THE SUNDERED BANNER
From Ghosts and Haunts of the Civil War by Christopher K. Coleman
The raising of a new flag over the White House has always been an important ceremony, the flag being a symbol of the nation as a whole. In times of war, it takes on added significance.
During the spring of 1861, the war of words between North and South had rapidly escalated into a shooting war. Fort Sumter had fallen to the Rebels at the end of April, and in May first blood had been shed-that of the dashing Colonel Ellsworth of the Zouaves - in a raid on Alexandria, Virginia.
In sympathy with South Carolina, other Southern states were also declaring their independence-nine all told-and beginning to form a confederation. If prospects were fading for a peaceful resolution to the conflict, Lincoln's administration was still hopeful that the rebellion could be quelled with only minimal loss of life and the Union preserved intact. It is against this background, that the incident of June 29, 1861, must be viewed.
A dazzling array of officials were gathered that day on the south portico of the White House. Clusters of generals and their aides, members of the cabinet, and a gaggle of gossiping females, resplendent in hoopskirts and blossoming bonnets, were all gathered to watch the tall, spare form of the President raise the new flag over the nations capitol. The moment came for the flag to be raised, and the marine band began to play the national anthem. Everyone stood, the officers saluting, the civilians taking off their hats. But when the president pulled on the cord, it stuck.
Lincoln pulled harder on the rope, but still the flag refused to budge.
One does not split rails for a living without developing some power in one's arms, and old Abe finally gave the line a good strong tug.
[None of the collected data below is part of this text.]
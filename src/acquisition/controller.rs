//! controller.rs
//! Owns the device session and feeds received pixels into the two
//! downstream buffers. Connection is retried with a fixed pause and
//! verified against the expected chip ID; callbacks run on the driver's
//! reader side and must not block beyond the buffer locks.

use std::sync::Arc;
use std::sync::atomic::{AtomicU64, Ordering};
use std::thread;
use std::time::{Duration, Instant};

use log::debug;

use crate::acquisition::config::{AcqConfig, ConfigError, PixelConfig};
use crate::acquisition::device::{Acquisition, Device, DeviceError, FrameInfo, PixelHit, ReadoutType};
use crate::buffers::HitBuffer;
use crate::logging::{LogLevel, SharedLogger};
use crate::settings::{
    CHIP_ID, CNXT_ATTEMPTS, HIT_TIMEOUT_MS, HP_ADDRESS, PATH_TO_CHIP_CONFIG, RAW_HIT_NOTIF_INC,
    SEC_BTW_CNXT_ATTEMPTS,
};

pub struct AcqController {
    raw_hits: Arc<HitBuffer<PixelHit>>,
    raw_hits_to_write: Arc<HitBuffer<PixelHit>>,
    logger: SharedLogger,
    device: Option<Device>,
    config: Option<AcqConfig>,
    n_hits: AtomicU64,
}

impl AcqController {
    pub fn new(
        raw_hits: Arc<HitBuffer<PixelHit>>,
        raw_hits_to_write: Arc<HitBuffer<PixelHit>>,
        logger: SharedLogger,
    ) -> Self {
        Self {
            raw_hits,
            raw_hits_to_write,
            logger,
            device: None,
            config: None,
            n_hits: AtomicU64::new(0),
        }
    }

    /// Establishes the device session: socket creation, then chip-id
    /// verification, each retried `CNXT_ATTEMPTS` times with
    /// `SEC_BTW_CNXT_ATTEMPTS` pauses. Returns the last error once both
    /// ladders are exhausted.
    pub fn connect(&mut self) -> Result<(), DeviceError> {
        let mut last_err = DeviceError::NotConnected;

        self.device = None;
        for _ in 0..CNXT_ATTEMPTS {
            match Device::connect(HP_ADDRESS) {
                Ok(device) => {
                    self.device = Some(device);
                    break;
                }
                Err(e) => {
                    self.logger
                        .log_error(LogLevel::Error, "failed to create sockets", &e);
                    last_err = e;
                    thread::sleep(Duration::from_secs(SEC_BTW_CNXT_ATTEMPTS));
                }
            }
        }
        if self.device.is_none() {
            self.logger.log(LogLevel::Fatal, "abandoned socket creation");
            return Err(last_err);
        }

        for _ in 0..CNXT_ATTEMPTS {
            match self.test_connection() {
                Ok(()) => {
                    self.logger.log(LogLevel::Info, "device connection successful");
                    return Ok(());
                }
                Err(e) => {
                    self.logger
                        .log_error(LogLevel::Error, "connection test failed", &e);
                    last_err = e;
                }
            }
            thread::sleep(Duration::from_secs(SEC_BTW_CNXT_ATTEMPTS));
        }

        self.logger.log(LogLevel::Fatal, "abandoned device connection");
        Err(last_err)
    }

    /// Fetches the chip identifier and compares it with the configured
    /// expectation.
    fn test_connection(&self) -> Result<(), DeviceError> {
        let device = self.device.as_ref().ok_or(DeviceError::NotConnected)?;
        let id = device.chip_id()?;
        if id == CHIP_ID {
            self.logger.log(
                LogLevel::Info,
                &format!("verified connection with chip id {}", id),
            );
            Ok(())
        } else {
            Err(DeviceError::ChipIdMismatch {
                expected: CHIP_ID.to_string(),
                actual: id,
            })
        }
    }

    /// Builds the run configuration: fixed device tuning plus the binary
    /// pixel mask from disk.
    pub fn load_config(&mut self, acq_time_secs: u64) -> Result<(), ConfigError> {
        let pixel_config = match PixelConfig::load_bmc(std::path::Path::new(PATH_TO_CHIP_CONFIG)) {
            Ok(px) => px,
            Err(e) => {
                self.logger
                    .log_error(LogLevel::Fatal, "pixel configuration failed", &e);
                return Err(e);
            }
        };
        self.config = Some(AcqConfig::hardpix_defaults(acq_time_secs, pixel_config));
        Ok(())
    }

    pub fn config(&self) -> Option<&AcqConfig> {
        self.config.as_ref()
    }

    /// Runs one data-driven readout session, blocking until the device
    /// reports frame end or the hit timeout expires. Callbacks dispatch
    /// from the session loop while it runs.
    pub fn run_acquisition(&self) -> Result<(), DeviceError> {
        let device = self.device.as_ref().ok_or(DeviceError::NotConnected)?;
        let config = self.config.as_ref().ok_or(DeviceError::NotConfigured)?;

        let mut acq = Acquisition::new(Duration::from_millis(HIT_TIMEOUT_MS));
        acq.set_frame_started_handler(|frame_idx| self.frame_started(frame_idx));
        acq.set_frame_ended_handler(|frame_idx, completed, info| {
            self.frame_ended(frame_idx, completed, info)
        });
        acq.set_pixels_received_handler(|px| self.pixels_received(px));

        let tic = Instant::now();
        let outcome = acq.run(device, config, ReadoutType::DataDriven);
        let duration = tic.elapsed().as_secs_f64();
        outcome?;

        let n_hits = self.n_hits.load(Ordering::Relaxed);
        self.logger.log(
            LogLevel::Info,
            &format!(
                "Acquisition completed: [state: {}] [received {} complete frames] \
[dropped {} measurement data items] [total hits: {}] [total duration: {} s] \
[throughput: {} hits/s]",
                acq.state().name(),
                acq.completed_frames(),
                acq.dropped_measurement_data(),
                n_hits,
                duration,
                n_hits as f64 / duration
            ),
        );
        Ok(())
    }

    fn frame_started(&self, _frame_idx: i32) {
        self.n_hits.store(0, Ordering::Relaxed);
        self.logger.log(LogLevel::Info, "acq frame started");
    }

    fn frame_ended(&self, frame_idx: i32, completed: bool, info: &FrameInfo) {
        let recv_perc = 100.0 * info.received_pixels as f64 / info.sent_pixels as f64;
        self.logger.log(
            LogLevel::Info,
            &format!(
                "Ended Frame #{} [tpx3->readout lost {} pixels] [readout->pc sent {} pixels] \
[readout->pc received {} pixels ({} %)] [state: {}] [start time: {}] [end time: {}]",
                frame_idx,
                info.lost_pixels,
                info.sent_pixels,
                info.received_pixels,
                recv_perc,
                if completed { "completed" } else { "not completed" },
                info.start_time,
                info.end_time
            ),
        );
    }

    /// Appends the batch to both buffers. The processor is woken on
    /// every append; the raw writer only once its backlog exceeds
    /// `RAW_HIT_NOTIF_INC`, to batch disk wakeups.
    pub(crate) fn pixels_received(&self, px: &[PixelHit]) {
        self.n_hits.fetch_add(px.len() as u64, Ordering::Relaxed);

        if log::log_enabled!(log::Level::Debug) {
            for hit in px {
                debug!(
                    "raw hit: x-{}, y-{}, toa-{}, tot-{}",
                    hit.x, hit.y, hit.toa, hit.tot
                );
            }
        }

        let discarded_raw = {
            let mut store = self.raw_hits.lock();
            store.add_elements(px).1
        };
        self.raw_hits.notify_one();
        if discarded_raw > 0 {
            self.logger.log(
                LogLevel::Warning,
                &format!(
                    "buffer overflow in pixels_received - forced to discard {} elements from raw hits buffer",
                    discarded_raw
                ),
            );
        }

        let (notify_writer, discarded_write) = {
            let mut store = self.raw_hits_to_write.lock();
            let (total, discarded) = store.add_elements(px);
            (total > RAW_HIT_NOTIF_INC, discarded)
        };
        if notify_writer {
            self.raw_hits_to_write.notify_one();
        }
        if discarded_write > 0 {
            self.logger.log(
                LogLevel::Warning,
                &format!(
                    "buffer overflow in pixels_received - forced to discard {} elements from raw write buffer",
                    discarded_write
                ),
            );
        }
    }
}

#[cfg(test)]
mod tests {
    use super::*;
    use crate::logging::Logger;

    fn hit(x: u8, y: u8, toa: u64) -> PixelHit {
        PixelHit {
            x,
            y,
            toa,
            ftoa: 0,
            tot: 1,
        }
    }

    fn controller(
        dir: &tempfile::TempDir,
        capacity: usize,
    ) -> (
        AcqController,
        Arc<HitBuffer<PixelHit>>,
        Arc<HitBuffer<PixelHit>>,
    ) {
        let raw = Arc::new(HitBuffer::with_capacity(capacity));
        let write = Arc::new(HitBuffer::with_capacity(capacity));
        let logger = Arc::new(
            Logger::create(&dir.path().join("log.txt"), LogLevel::Debug).unwrap(),
        );
        (
            AcqController::new(raw.clone(), write.clone(), logger),
            raw,
            write,
        )
    }

    #[test]
    fn pixel_batch_lands_in_both_buffers() {
        let dir = tempfile::tempdir().unwrap();
        let (ctrl, raw, write) = controller(&dir, 16);
        let batch = [hit(1, 2, 10), hit(3, 4, 11)];

        ctrl.pixels_received(&batch);

        let mut out = Vec::new();
        raw.lock().copy_clear(&mut out, 16);
        assert_eq!(out, batch);
        write.lock().copy_clear(&mut out, 16);
        assert_eq!(out, batch);
    }

    #[test]
    fn overflow_is_logged_with_exact_count() {
        let dir = tempfile::tempdir().unwrap();
        let (ctrl, _raw, _write) = controller(&dir, 4);
        let batch: Vec<PixelHit> = (0..10).map(|i| hit(i, 0, i as u64)).collect();

        ctrl.pixels_received(&batch);

        let log = std::fs::read_to_string(dir.path().join("log.txt")).unwrap();
        assert_eq!(
            log.matches("forced to discard 6 elements").count(),
            2,
            "both buffers overflowed by 6:\n{}",
            log
        );
    }
}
Suddenly, the upper corner of the flag tore off and hung down in front of him. An audible gasp of horror and surprise arose from those gathered around the president. This sinister omen needed no interpretation.
For a moment, everyone was stunned. Then, with great presence of mind, a young staff officer quickstepped over to the ladies, held out his hands, and hissed, "Pins! Pins!" His pleas did not go unheeded. Mrs. Lincoln and the other women contributed several small barbs, taking them from various hiding places on their persons.
In short order, the Union officer pinned the wayward constellation of stars back together with those stars of the Union blue that had not separated from the flag, and the sundered banner was made whole again. The president raised the flag without further incident.
Down below, the crowd on the lawn, gathered to watch the ceremony, was unaware of the brief but frantic scene around the flagpole. The band had continued to play, and the public was only aware of a slight delay in the ceremony. To the senior administration officials who witnessed the event, however, it was a rather serious matter. Judge Taft, in charge of the Patent Office at the time, warned his teenage daughter not to breathe a word of what she had witnessed. "It will be suppressed," he declared. And so it was. For many years, this supposedly minor incident remained a dark secret, hidden from the world, and known but to a few.
One observer of the flag-raising, a reporter for a local paper, was ignorant of the malign omen, yet even from a distance he noticed that a strange look came over Lincoln's face. He described the president as having "abstract and serious eyes which seemed withdrawn into an inner sanctuary." General Banks, also present, was likewise "much disturbed."
Was it mere chance, a random accident with no further meaning? At this distance in time, the cynic might easily argue that point. Today, for example, the order of the stars in the Union field of the flag represents their order of admission to the Union. From that perspective, the sundering of the nine would have had no significance. But this ordering of the stars is of modern origin; prior to 1912, there was no such rule. Moreover, the men who witnessed the incident were by no means a superstitious lot. They were hard-headed politicians and pragmatic military men.
Yet, all there immediately saw the symbolism inherent in the random accident. Lincoln, attempting to raise the flag on high, had inadvertently torn the Union apart; and now it was only re-joined through direct military intervention.
For some seventy years word of the incident was indeed suppressed, and all the men and women who witnessed it, save one, took the secret with them to their graves.
Coincidence or uncanny omen? It all depends on your point of view.